The two-issue rule originated in Sites v. Haverstick (1873), 23 Ohio St. 626, and is aptly stated in H. E. Culbertson Co. v. Warden (1931), 123 Ohio St. 297, at 303, as follows :
“* * * where there are two causes of action or two defenses, thereby raising separate and distinct issues, and a general verdict has been returned, and: the mental processes of the jury have not been tested by special interrogatories to indicate which of the issues was resolved in favor of the successful party, it will be presumed that all issues-were so determined; and that, where a single determinative issue has been tried free from error, error in presenting another issue will be disregarded.” See, also, paragraph four of the syllabus in Centrello v. Basky (1955), 164 Ohio St. 41, and paragraph three of the syllabus in Bush v. Harvey Transfer Co. (1946), 146 Ohio St. 657.
■Appellant submitted a designation of “issues” to the Court of Common Pleas, which reads:
“1. Did plaintiff receive an injury at work on or about November 6, 1969?
“2. If plaintiff did receive an injury at work on or about November 6, 1969, was said injury directly caused by external accidental means or accidental in character and result?
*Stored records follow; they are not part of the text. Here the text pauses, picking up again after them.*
//! Normalization, discovery and end-to-end pipeline runs against the in-memory store

#![allow(clippy::unwrap_used, clippy::expect_used)]

use chromoseek_common::{FeatureDocument, FeatureType, Location, Strand};
use chromoseek_ingest::{
    discover, provision_index, AnnotationFormat, DocumentStream, IngestConfig, IngestError,
    IngestOrchestrator,
};
use chromoseek_store::mapping::feature_mappings;
use chromoseek_store::{MemoryStore, SearchRequest, SearchStore};
use serde_json::json;
use std::path::{Path, PathBuf};
use std::sync::Arc;

const INDEX: &str = "genomic_features";

fn fixture(name: &str) -> PathBuf {
    Path::new(env!("CARGO_MANIFEST_DIR"))
        .join("tests/fixtures")
        .join(name)
}

fn read_all(path: &Path, format: AnnotationFormat) -> (Vec<FeatureDocument>, usize, usize) {
    let mut stream = DocumentStream::open(path, format, None).unwrap();
    let documents = stream.by_ref().collect::<std::io::Result<Vec<_>>>().unwrap();
    (documents, stream.excluded(), stream.malformed())
}

fn data_dir_with(files: &[(&str, &str)]) -> tempfile::TempDir {
    let dir = tempfile::tempdir().unwrap();
    for (name, source) in files {
        std::fs::copy(fixture(source), dir.path().join(name)).unwrap();
    }
    dir
}

async fn count(store: &MemoryStore, query: serde_json::Value) -> usize {
    let request = SearchRequest::new(query, 0, 10_000);
    store.search(INDEX, &request).await.unwrap().into_documents().len()
}

#[test]
fn test_gtf_fixture_normalization() {
    let (documents, excluded, malformed) =
        read_all(&fixture("annotation.gtf"), AnnotationFormat::Gtf);

    // gene row, transcript without gene_name, start_codon
    assert_eq!(excluded, 3);
    assert_eq!(malformed, 1);
    assert_eq!(documents.len(), 5);

    let transcript = &documents[0];
    assert_eq!(
        transcript,
        &FeatureDocument {
            chrom: "1".to_string(),
            location: Location { gte: 11869, lt: 14410 },
            feature_type: FeatureType::Gene,
            feature_id: "ENST00000456328".to_string(),
            gene_name: Some("DDX11L1".to_string()),
            strand: Strand::Forward,
            score: 0.0,
            source_file: "annotation.gtf".to_string(),
        }
    );

    let exons: Vec<&FeatureDocument> = documents
        .iter()
        .filter(|d| d.feature_type == FeatureType::Exon)
        .collect();
    assert_eq!(exons.len(), 3);
    // the malformed exon sits between exon 2 and exon 3
    assert_eq!(exons[2].location, Location { gte: 13221, lt: 14410 });

    assert_eq!(documents[4].feature_type, FeatureType::Cds);
    assert_eq!(documents[4].gene_name.as_deref(), Some("OR4F5"));
}

#[test]
fn test_bed_fixture_normalization() {
    let (documents, _, malformed) =
        read_all(&fixture("peaks_h3k27ac.bed"), AnnotationFormat::Bed);

    assert_eq!(malformed, 1);
    assert_eq!(documents.len(), 4);
    assert!(documents.iter().all(|d| d.feature_type == FeatureType::from("peaks")));
    assert!(documents.iter().all(|d| d.gene_name.is_none()));

    assert_eq!(documents[0].location, Location { gte: 11800, lt: 12000 });
    assert_eq!(documents[0].score, 850.0);
    assert_eq!(documents[3].feature_id, "2:1000-1200");
    assert_eq!(documents[3].strand, Strand::Unknown);
}

#[test]
fn test_discover_picks_first_gtf_and_all_beds() {
    let dir = data_dir_with(&[
        ("b_annotation.gtf", "annotation.gtf"),
        ("a_annotation.gtf", "annotation.gtf"),
        ("peaks_h3k27ac.bed", "peaks_h3k27ac.bed"),
        ("enhancers_liver.bed", "peaks_h3k27ac.bed"),
    ]);
    std::fs::write(dir.path().join("README.txt"), "not an annotation").unwrap();
    std::fs::create_dir(dir.path().join("nested.bed")).unwrap();

    let tasks = discover(dir.path()).unwrap();

    assert_eq!(tasks.len(), 3);
    assert_eq!(tasks[0].format, AnnotationFormat::Gtf);
    assert_eq!(tasks[0].path, dir.path().join("a_annotation.gtf"));

    let labels: Vec<String> = tasks[1..]
        .iter()
        .map(|t| t.feature_type.as_ref().unwrap().to_string())
        .collect();
    assert_eq!(labels, vec!["enhancers", "peaks"]);
}

#[test]
fn test_discover_without_gtf() {
    let dir = data_dir_with(&[("peaks_h3k27ac.bed", "peaks_h3k27ac.bed")]);

    let tasks = discover(dir.path()).unwrap();

    assert_eq!(tasks.len(), 1);
    assert_eq!(tasks[0].format, AnnotationFormat::Bed);
}

#[test]
fn test_discover_missing_directory() {
    let err = discover(Path::new("/nonexistent/chromoseek/data")).unwrap_err();
    assert!(matches!(err, IngestError::Io { .. }));
}

#[tokio::test]
async fn test_provision_is_idempotent() {
    let store = MemoryStore::new();

    assert!(provision_index(&store, INDEX).await.unwrap());
    assert_eq!(store.mappings(INDEX), Some(feature_mappings()));

    // an existing collection keeps its schema
    let other = MemoryStore::new();
    other.create_index(INDEX, &json!({ "properties": {} })).await.unwrap();
    assert!(!provision_index(&other, INDEX).await.unwrap());
    assert_eq!(other.mappings(INDEX), Some(json!({ "properties": {} })));
}

#[tokio::test]
async fn test_pipeline_end_to_end() {
    let dir = data_dir_with(&[
        ("annotation.gtf", "annotation.gtf"),
        ("peaks_h3k27ac.bed", "peaks_h3k27ac.bed"),
    ]);
    let store = Arc::new(MemoryStore::new());
    let config = IngestConfig {
        data_dir: dir.path().to_path_buf(),
        batch_size: 2,
        ..IngestConfig::default()
    };

    let summary = IngestOrchestrator::new(store.clone(), INDEX, config)
        .run()
        .await
        .unwrap();

    assert!(summary.index_created);
    assert!(summary.is_success());
    assert_eq!(summary.files.len(), 2);
    assert_eq!(summary.total_indexed(), 9);
    assert_eq!(store.document_count(INDEX), 9);

    assert_eq!(count(&store, json!({ "term": { "feature_type": "peaks" } })).await, 4);
    assert_eq!(count(&store, json!({ "term": { "gene_name": "DDX11L1" } })).await, 4);
    assert_eq!(
        count(&store, json!({ "term": { "source_file": "annotation.gtf" } })).await,
        5
    );
}

#[tokio::test]
async fn test_failed_file_does_not_block_siblings() {
    let dir = data_dir_with(&[("peaks_h3k27ac.bed", "peaks_h3k27ac.bed")]);
    std::fs::write(dir.path().join("broken.gtf"), [0xff, 0xfe, 0x00, b'\n']).unwrap();

    let store = Arc::new(MemoryStore::new());
    let config = IngestConfig {
        data_dir: dir.path().to_path_buf(),
        concurrency: 1,
        ..IngestConfig::default()
    };

    let summary = IngestOrchestrator::new(store.clone(), INDEX, config)
        .run()
        .await
        .unwrap();

    assert!(!summary.is_success());
    assert_eq!(summary.failures.len(), 1);
    assert_eq!(summary.failures[0].path, dir.path().join("broken.gtf"));
    assert_eq!(summary.files.len(), 1);
    assert_eq!(store.document_count(INDEX), 4);
}

#[tokio::test]
async fn test_invalid_config_stops_before_provisioning() {
    let dir = data_dir_with(&[("peaks_h3k27ac.bed", "peaks_h3k27ac.bed")]);
    let store = Arc::new(MemoryStore::new());
    let config = IngestConfig {
        data_dir: dir.path().to_path_buf(),
        concurrency: 0,
        ..IngestConfig::default()
    };

    let err = IngestOrchestrator::new(store.clone(), INDEX, config)
        .run()
        .await
        .unwrap_err();

    assert!(matches!(err, IngestError::Config(_)));
    assert!(!store.index_exists(INDEX).await.unwrap());
}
“3. If plaintiff did receive an injury at work on or about November 6, 1969 which was directly caused by ex-*289temal accidental means or accidental in character and result, was said injury the direct cause of the low bach disability which she claims?”
Appellant urges that those questions involve three issues. We disagree.
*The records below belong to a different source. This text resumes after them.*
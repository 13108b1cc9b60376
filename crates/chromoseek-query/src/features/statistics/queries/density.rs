//! Per-chromosome feature density

use chromoseek_common::FeatureType;
use chromoseek_store::SearchRequest;
use serde::{Deserialize, Serialize};
use serde_json::json;
use std::collections::BTreeMap;
use tracing::{debug, instrument};

use crate::error::{QueryError, Result};
use crate::features::FeatureState;

/// Name of the terms aggregation over `chrom`.
pub const DENSITY_AGGREGATION: &str = "features_per_chrom";

/// Chromosomes beyond this many buckets are dropped from the result.
pub const MAX_CHROMOSOME_BUCKETS: u64 = 100;

#[derive(Debug, Clone, Serialize, Deserialize)]
pub struct DensityQuery {
    pub feature_type: FeatureType,
}

impl DensityQuery {
    pub fn new(feature_type: impl Into<FeatureType>) -> Self {
        Self {
            feature_type: feature_type.into(),
        }
    }

    pub fn validate(&self) -> Result<()> {
        if self.feature_type.as_str().trim().is_empty() {
            return Err(QueryError::validation("feature type cannot be empty"));
        }
        Ok(())
    }

    /// Counts only: no documents, no total.
    pub fn build_request(&self) -> SearchRequest {
        let query = json!({
            "bool": {
                "filter": [
                    { "term": { "feature_type": self.feature_type } }
                ]
            }
        });

        SearchRequest::new(query, 0, 0)
            .with_aggs(json!({
                DENSITY_AGGREGATION: {
                    "terms": { "field": "chrom", "size": MAX_CHROMOSOME_BUCKETS }
                }
            }))
            .with_track_total_hits(false)
    }
}

/// Chromosome name to document count, for chromosomes with at least one match.
#[instrument(skip(state, query), fields(feature_type = %query.feature_type))]
pub async fn handle(state: &FeatureState, query: DensityQuery) -> Result<BTreeMap<String, u64>> {
    query.validate()?;

    let response = state.store.search(&state.index, &query.build_request()).await?;
    let counts: BTreeMap<String, u64> = response
        .buckets(DENSITY_AGGREGATION)
        .iter()
        .map(|bucket| (bucket.key.clone(), bucket.doc_count))
        .collect();

    debug!(chromosomes = counts.len(), "Density aggregation complete");
    Ok(counts)
}

#[cfg(test)]
#[allow(clippy::unwrap_used, clippy::expect_used)]
mod tests {
    use super::*;

    #[test]
    fn test_request_shape() {
        let request = DensityQuery::new("exon").build_request();

        assert_eq!(request.size, 0);
        assert_eq!(request.track_total_hits, Some(false));
        assert_eq!(
            request.query,
            json!({ "bool": { "filter": [{ "term": { "feature_type": "exon" } }] } })
        );
        assert_eq!(
            request.aggs.unwrap(),
            json!({ "features_per_chrom": { "terms": { "field": "chrom", "size": 100 } } })
        );
    }
}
“In a workmen’s compensation case, the sole issue is whether the claimant is entitled to participate or to continue to participate in the State Insurance Fund. * * *” Parletto v. Indus. Comm. (1942), 140 Ohio St. 12, paragraph one of the syllabus.
The three questions proposed by appellant as “issues” are but component parts of a single issue. “They might all have been stated in a single sentence” (H. E. Culbertson Co. v. Warden, supra, at page 303), and are cumulatively interdependent. Accordingly, we hold that the two-issue rule does not apply in a workmen’s compensation case.
Therefore, the judgment of the Court of Appeals is affirmed.
Judgment affirmed.
O’Neill, C. J., Herbert, Corrigan, Celebrezze and P. Brown, JJ., concur.